À Singapour, Grab s’est doté d’un service de 300 personnes pour gérer son propre outil cartographique sur une grande partie de l’Asie du Sud-est
La cyclologistique est aussi en train d’exploser. On a maintenant des vélo-cargos de 3 m3, de l’ordre de la petite fourgonnette, c’est donc assez significatif. De plus en plus d’acteurs se positionnent là-dessus. Ils n’ont pas vraiment le choix avec l’épée de Damoclès « ZFE » qui plane au-dessus de leur tête. La question pour eux, c’est : soit je passe toute ma flotte thermique à l’électrique, soit je me mets au vélo. Un acteur majeur comme Le Petit Forestier est en train de s’y mettre. Il s’est allié avec la start-up K-Ryole pour développer une remorque vélo frigorifique.
La logistique urbaine, c’est aussi la question de l’entreposage.
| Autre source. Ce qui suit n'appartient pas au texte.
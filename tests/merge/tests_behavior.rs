//! Whole-merge properties: the reference scenario, determinism, empty
//! tables and documentation shapes.

use namebridge::curated::CuratedDatabase;
use namebridge::export::{TableKind, entry_names, write_tables};
use namebridge::merge::{ExportMode, MergeInputs, merge};

use crate::helpers::fixtures::{curated, legacy_inputs, load, official_inputs};
use crate::helpers::table_assertions::{archive_entry_text, csv_text, rows};

const SCENARIO_CLIENT: &str = "net.example.Foo -> a:\n    void doThing() -> a\n";

fn scenario(joined: &str, javadoc: &str) -> MergeInputs {
    let json = format!(
        r#"{{"version":"1.0.0","classes":[{{"name":"net/example/Foo","methods":[{{"name":"doThing","descriptor":"()V","javadoc":{javadoc}}}]}}]}}"#
    );
    MergeInputs::new(
        load(joined),
        load(SCENARIO_CLIENT),
        curated(&json),
        ExportMode::Official,
    )
}

#[test]
fn test_documented_generated_method() {
    let inputs = scenario("a net/example/Foo\n\ta ()V m_1_\n", r#""does a thing""#);
    let tables = merge(&inputs);
    assert_eq!(
        csv_text(&tables, TableKind::Methods),
        "searge,name,desc\nm_1_,doThing,does a thing\n"
    );
}

#[test]
fn test_documented_stable_method_is_owner_qualified() {
    let inputs = scenario("a net/example/Foo\n\ta ()V a\n", r#""does a thing""#);
    let tables = merge(&inputs);
    assert_eq!(
        rows(&tables.methods),
        [("net.example.Foo#a", "doThing", "does a thing")]
    );
}

#[test]
fn test_javadoc_string_and_single_line_list_are_equivalent() {
    let joined = "a net/example/Foo\n\ta ()V m_1_\n";
    let as_string = merge(&scenario(joined, r#""does a thing""#));
    let as_list = merge(&scenario(joined, r#"["does a thing"]"#));
    assert_eq!(as_string, as_list);
}

#[test]
fn test_multi_line_javadoc_uses_literal_separator() {
    let tables = merge(&scenario(
        "a net/example/Foo\n\ta ()V m_1_\n",
        r#"["first", "second"]"#,
    ));
    assert_eq!(rows(&tables.methods), [("m_1_", "doThing", "first\\nsecond")]);
}

#[test]
fn test_merge_is_deterministic() {
    for inputs in [official_inputs(), legacy_inputs()] {
        let first = merge(&inputs);
        let second = merge(&inputs);
        assert_eq!(first, second);
        assert_eq!(write_tables(&first).unwrap(), write_tables(&second).unwrap());
    }
}

#[test]
fn test_empty_tables_are_left_out_of_the_archive() {
    let archive = write_tables(&merge(&legacy_inputs())).unwrap();
    assert_eq!(
        entry_names(&archive).unwrap(),
        ["fields.csv", "methods.csv", "params.csv"]
    );
    assert_eq!(
        archive_entry_text(&archive, "fields.csv"),
        "searge,name,desc\nfield_100_a,size,\n"
    );
}

#[test]
fn test_empty_curated_database_keeps_renames_only() {
    let mut inputs = official_inputs();
    inputs.curated = CuratedDatabase::new("1.0.0", Vec::new(), Vec::new());
    let tables = merge(&inputs);

    assert!(tables.packages.is_empty());
    assert!(tables.classes.is_empty());
    assert!(tables.parameters.is_empty());
    assert_eq!(
        rows(&tables.methods),
        [
            ("m_20_", "doThing", ""),
            ("m_21_", "apply", ""),
            ("m_22_", "accept", ""),
            ("m_23_", "size", ""),
        ]
    );
}

#[test]
fn test_unknown_obfuscated_class_is_dropped() {
    let mut inputs = official_inputs();
    inputs.readable = load("net.example.Other -> zz:\n");
    let tables = merge(&inputs);
    assert_eq!(tables.row_count(), rows(&tables.packages).len());
}
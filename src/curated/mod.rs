//! The curated name/documentation database.
//!
//! A sparse overlay keyed by readable-layer names: only symbols somebody
//! documented or renamed have records. Absence of a record is the normal
//! case, not an error.
//!
//! ```text
//! {
//!   "version": "1.x",
//!   "packages": [{ "name", "javadoc" }],
//!   "classes":  [{ "name", "javadoc",
//!                  "fields":  [{ "name", "descriptor", "javadoc" }],
//!                  "methods": [{ "name", "descriptor", "javadoc",
//!                                "parameters": [{ "index", "name", "javadoc" }] }] }]
//! }
//! ```

mod javadoc;
mod model;

pub use javadoc::{Javadoc, doc_text};
pub use model::{ClassData, CuratedDatabase, FieldData, MethodData, PackageData, ParameterData};

#[cfg(feature = "archive")]
impl CuratedDatabase {
    /// Read the database from the `parchment.json` entry of an archive.
    pub fn from_archive(bytes: &[u8]) -> crate::error::Result<Self> {
        let json = crate::export::read_entry(bytes, crate::base::constants::CURATED_ENTRY)?;
        Self::from_json(&json)
    }
}
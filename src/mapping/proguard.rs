//! ProGuard mapping reader.
//!
//! ```text
//! net.example.Foo -> a:
//!     int count -> b
//!     1:4:void doThing(int,java.lang.String) -> a
//!     void <init>() -> <init>
//! ```
//!
//! Names on the left are the original (readable) side. Source types are
//! converted to descriptors; line-number ranges and inlining information are
//! ignored, and repeated method lines (inlined frames) keep the first entry.

use super::descriptor::{java_method_descriptor, java_type_descriptor};
use super::model::MappingFile;
use crate::error::{MergeError, Result};

const FORMAT: &str = "ProGuard";
const ARROW: &str = " -> ";

/// Parse a ProGuard mapping document.
pub(super) fn parse(text: &str) -> Result<MappingFile> {
    let mut file = MappingFile::new();
    let mut class: Option<String> = None;

    for (idx, line) in text.lines().enumerate() {
        let trimmed = line.trim();
        if trimmed.is_empty() || trimmed.starts_with('#') {
            continue;
        }
        let line_no = idx + 1;
        let Some((left, mapped)) = trimmed.split_once(ARROW) else {
            return Err(MergeError::parse(FORMAT, line_no, "missing ' -> ' separator"));
        };

        if !line.starts_with(char::is_whitespace) {
            let Some(mapped) = mapped.strip_suffix(':') else {
                return Err(MergeError::parse(FORMAT, line_no, "class line must end with ':'"));
            };
            let original = left.replace('.', "/");
            file.add_class(original.as_str(), mapped.trim());
            class = Some(original);
            continue;
        }

        let Some(owner) = class.as_deref() else {
            return Err(MergeError::parse(FORMAT, line_no, "member declared outside of a class"));
        };
        let Some(target) = file.class_mut(owner) else {
            return Err(MergeError::parse(FORMAT, line_no, "member declared outside of a class"));
        };
        let mapped = mapped.trim();

        if left.contains('(') {
            let (name, descriptor) = parse_method(strip_line_numbers(left))
                .ok_or_else(|| MergeError::parse(FORMAT, line_no, "malformed method"))?;
            target.add_method(name, descriptor, mapped);
        } else {
            let (ty, name) = left
                .rsplit_once(' ')
                .ok_or_else(|| MergeError::parse(FORMAT, line_no, "malformed field"))?;
            target.add_field(name.trim(), mapped, Some(java_type_descriptor(ty)));
        }
    }

    Ok(file)
}

/// Drop a leading `start:end:` line-number range.
fn strip_line_numbers(member: &str) -> &str {
    let mut rest = member;
    while let Some((head, tail)) = rest.split_once(':') {
        if head.is_empty() || !head.bytes().all(|b| b.is_ascii_digit()) {
            break;
        }
        rest = tail;
    }
    rest
}

/// Split `ret name(args)[:a:b]` into the name and its descriptor.
fn parse_method(member: &str) -> Option<(&str, String)> {
    let open = member.find('(')?;
    let close = open + member[open..].find(')')?;
    let (return_type, name) = member[..open].trim().rsplit_once(' ')?;
    let args = member[open + 1..close]
        .split(',')
        .map(str::trim)
        .filter(|a| !a.is_empty());
    Some((name, java_method_descriptor(args, return_type)))
}
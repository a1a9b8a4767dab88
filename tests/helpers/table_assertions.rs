//! Table assertion helpers.

use namebridge::export::{MappingTables, Row, Table, TableKind, encode_table, read_entry};

/// Rows of a table as `(searge, name, desc)` tuples for compact comparison.
pub fn rows(table: &Table) -> Vec<(&str, &str, &str)> {
    table
        .rows()
        .iter()
        .map(|r| (r.searge.as_str(), r.name.as_str(), r.desc.as_str()))
        .collect()
}

/// Assert a row with `searge` exists and return it.
pub fn get_row<'a>(table: &'a Table, searge: &str) -> &'a Row {
    table
        .find(searge)
        .unwrap_or_else(|| panic!("Expected a row for '{}', got {:?}", searge, rows(table)))
}

/// Assert no row is keyed by `searge`.
pub fn assert_no_row(table: &Table, searge: &str) {
    assert!(
        table.find(searge).is_none(),
        "Expected no row for '{}', got {:?}",
        searge,
        rows(table)
    );
}

/// CSV text of one table, header included.
pub fn csv_text(tables: &MappingTables, kind: TableKind) -> String {
    String::from_utf8(encode_table(tables.get(kind)).unwrap()).unwrap()
}

/// CSV text of one archive entry.
pub fn archive_entry_text(archive: &[u8], name: &str) -> String {
    String::from_utf8(read_entry(archive, name).unwrap()).unwrap()
}
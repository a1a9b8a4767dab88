//! Mapping document format detection.

/// Textual mapping formats understood by [`MappingFile::load`].
///
/// [`MappingFile::load`]: super::MappingFile::load
#[derive(Clone, Copy, Debug, PartialEq, Eq, Hash)]
pub enum MappingFormat {
    /// Two-column TSRG.
    Tsrg,
    /// Multi-namespace TSRG with parameters and static markers.
    Tsrg2,
    /// Record-based SRG.
    Srg,
    /// ProGuard/R8 mapping output.
    ProGuard,
}

impl MappingFormat {
    /// Human-readable name of the format.
    pub fn name(&self) -> &'static str {
        match self {
            Self::Tsrg => "TSRG",
            Self::Tsrg2 => "TSRG2",
            Self::Srg => "SRG",
            Self::ProGuard => "ProGuard",
        }
    }

    /// Guess the format from the first meaningful line.
    ///
    /// Returns `None` for documents without any content.
    pub fn detect(text: &str) -> Option<Self> {
        let first = text.lines().map(str::trim_end).find(|line| {
            let trimmed = line.trim_start();
            !trimmed.is_empty() && !trimmed.starts_with('#')
        })?;

        let format = if first.starts_with("tsrg2 ") {
            Self::Tsrg2
        } else if ["PK: ", "CL: ", "FD: ", "MD: "]
            .iter()
            .any(|tag| first.starts_with(tag))
        {
            Self::Srg
        } else if first.contains(" -> ") && first.ends_with(':') {
            Self::ProGuard
        } else {
            Self::Tsrg
        };
        Some(format)
    }
}

impl std::fmt::Display for MappingFormat {
    fn fmt(&self, f: &mut std::fmt::Formatter<'_>) -> std::fmt::Result {
        f.write_str(self.name())
    }
}
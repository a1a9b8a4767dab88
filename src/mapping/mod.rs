//! Mapping documents as an invertible, composable tree.
//!
//! Both name layers the merge consumes (obfuscated→intermediate and
//! readable→obfuscated) are loaded into the same [`MappingFile`] model, which
//! supports the operations the composer needs:
//!
//! - [`MappingFile::reverse`] - swap the two namespaces
//! - [`MappingFile::chain`] - compose with a second mapping
//! - [`MappingFile::remap_descriptor`] - rewrite descriptors across namespaces
//!
//! ## Usage
//!
//! ```ignore
//! use namebridge::mapping::MappingFile;
//!
//! let obf_to_srg = MappingFile::load(&std::fs::read("joined.tsrg")?)?;
//! let srg_to_obf = obf_to_srg.reverse();
//! ```

pub mod descriptor;
mod format;
mod model;
mod ops;
mod proguard;
mod srg;
mod tsrg;

pub use format::MappingFormat;
pub use model::{Class, Field, MappingFile, Metadata, Method, Parameter, Package, method_key};

use crate::error::{MergeError, Result};

impl MappingFile {
    /// Load a mapping document, detecting its format from the content.
    ///
    /// An empty document loads as an empty mapping.
    pub fn load(bytes: &[u8]) -> Result<MappingFile> {
        let text = decode(bytes)?;
        match MappingFormat::detect(text) {
            Some(format) => Self::parse_as(text, format),
            None => Ok(MappingFile::new()),
        }
    }

    /// Load a mapping document in a known format.
    pub fn load_as(bytes: &[u8], format: MappingFormat) -> Result<MappingFile> {
        Self::parse_as(decode(bytes)?, format)
    }

    fn parse_as(text: &str, format: MappingFormat) -> Result<MappingFile> {
        let file = match format {
            MappingFormat::Tsrg => tsrg::parse_v1(text)?,
            MappingFormat::Tsrg2 => tsrg::parse_v2(text)?,
            MappingFormat::Srg => srg::parse(text)?,
            MappingFormat::ProGuard => proguard::parse(text)?,
        };
        tracing::debug!(
            format = %format,
            classes = file.classes.len(),
            methods = file.method_count(),
            "loaded mapping document"
        );
        Ok(file)
    }
}

fn decode(bytes: &[u8]) -> Result<&str> {
    let bytes = bytes.strip_prefix(b"\xEF\xBB\xBF").unwrap_or(bytes);
    std::str::from_utf8(bytes)
        .map_err(|e| MergeError::parse("mapping", 0, format!("invalid UTF-8: {e}")))
}
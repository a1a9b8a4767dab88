//! Version strings and the coordinates derived from them.

use namebridge::project::{ExportConfig, MappingVersion, ProviderConfig};
use namebridge::{ExportMode, MergeError};
use rstest::rstest;

#[rstest]
#[case("2023.09.06-1.20.1", "1.20.1", "2023.09.06", "1.20.1", "1.20.1")]
#[case(
    "1.20.2-2023.09.06-1.20.1",
    "1.20.2",
    "2023.09.06",
    "1.20.1",
    "1.20.1"
)]
#[case(
    "2021.08.08-nightly-SNAPSHOT-1.16.5-20210115.111550",
    "1.16.5",
    "2021.08.08-nightly-SNAPSHOT",
    "1.16.5",
    "1.16.5-20210115.111550"
)]
#[case("BLEEDING-SNAPSHOT-23w31a", "23w31a", "BLEEDING-SNAPSHOT", "23w31a", "23w31a")]
fn test_version_components(
    #[case] text: &str,
    #[case] query: &str,
    #[case] curated: &str,
    #[case] mc: &str,
    #[case] export: &str,
) {
    let version = MappingVersion::parse(text).unwrap();
    assert_eq!(version.query_mc_version(), query);
    assert_eq!(version.curated_version(), curated);
    assert_eq!(version.mc_version(), mc);
    assert_eq!(version.export_version(), export);
}

#[test]
fn test_invalid_version_message() {
    let err = MappingVersion::parse("latest").unwrap_err();
    assert!(matches!(&err, MergeError::InvalidVersion(_)));
    assert_eq!(err.to_string(), "Mapping version latest is invalid");
}

#[test]
fn test_coordinates_for_legacy_version() {
    let version = MappingVersion::parse("2021.08.08-1.16.5-20210115.111550").unwrap();
    let config = ProviderConfig::default();

    assert_eq!(
        config.export_coordinate(&version).unwrap().to_string(),
        "de.oceanlabs.mcp:mcp_config:1.16.5-20210115.111550@zip"
    );
    assert_eq!(
        config.curated_coordinates(&version).unwrap()[0].to_string(),
        "org.parchmentmc.data:parchment-1.16.5:2021.08.08:checked@zip"
    );
}

#[test]
fn test_curated_without_classifier() {
    let version = MappingVersion::parse("2023.09.06-1.20.1").unwrap();
    let config = ProviderConfig::default().with_curated_classifier(None);
    let candidates = config.curated_coordinates(&version).unwrap();
    assert_eq!(candidates.len(), 1);
    assert_eq!(candidates[0].classifier, None);
}

#[rstest]
#[case(r#"{"official":true,"data":{"mappings":"config/joined.tsrg"}}"#, ExportMode::Official)]
#[case(r#"{"official":false,"data":{"mappings":"config/joined.tsrg"}}"#, ExportMode::Legacy)]
#[case(r#"{"data":{"mappings":"config/joined.tsrg"}}"#, ExportMode::Legacy)]
fn test_export_config_mode(#[case] json: &str, #[case] mode: ExportMode) {
    let config = ExportConfig::from_json(json.as_bytes()).unwrap();
    assert_eq!(config.mode(), mode);
    assert_eq!(config.data_entry("mappings"), Some("config/joined.tsrg"));
}

#[test]
fn test_export_config_rejects_malformed_json() {
    assert!(matches!(
        ExportConfig::from_json(b"{not json"),
        Err(MergeError::Json(_))
    ));
}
Oui, la cyclologistique provoque une vraie rupture de charge. Il faut pouvoir passer d’un camion à un vélo, d’où le besoin de miro-entrepôts en centre-ville où cette rupture peut avoir lieu. Les villes réfléchissent beaucoup à comment réutiliser du foncier pour cela. Vous avez aussi la question des lockers qui monte pas mal. Et puis de nouveaux acteurs sont en train d’arriver côté télématique. Ils se sont rendu compte que Google Map ne pouvait pas être utilisé par les transporteurs, car manquant de granularité, notamment avec l’application des ZFE. Ils inventent une nouvelle cartographie. À Singapour, Grab, qui est une grosse entreprise de livraison de repas, s’est doté d’un service de 300 personnes afin de créer et de posséder son propre outil cartographique sur une grande partie de l’Asie du Sud-est.
L’organisation des Jeux olympiques et paralympiques peut-elle servir d’accélérateur pour les mobilités et la logistique ?
Il y a un effet « deadline », incontestablement. La taille de ce genre d’événement a un impact sur les infrastructures, les flux, avec un besoin d’une gestion plus fine de la mobilité. Vous voyez déjà des sociétés comme Colas qui travaillent sur des systèmes de gestion intégrée des travaux pour que leur logistique, qui est très lourde, puisse s’incorporer au flux existant.
Les JOP vont servir de démonstrateur, sur le transport aérien urbain, mais aussi avec un certain nombre d’expérimentations. À Saint-Quentin-en-Yvelines, ils testent un service de navettes autonomes pour relier les sites olympiques. Il y a comme cela de nombreux tests sur des nouveaux véhicules, de nouveaux outils, qui pourraient être pérennisés.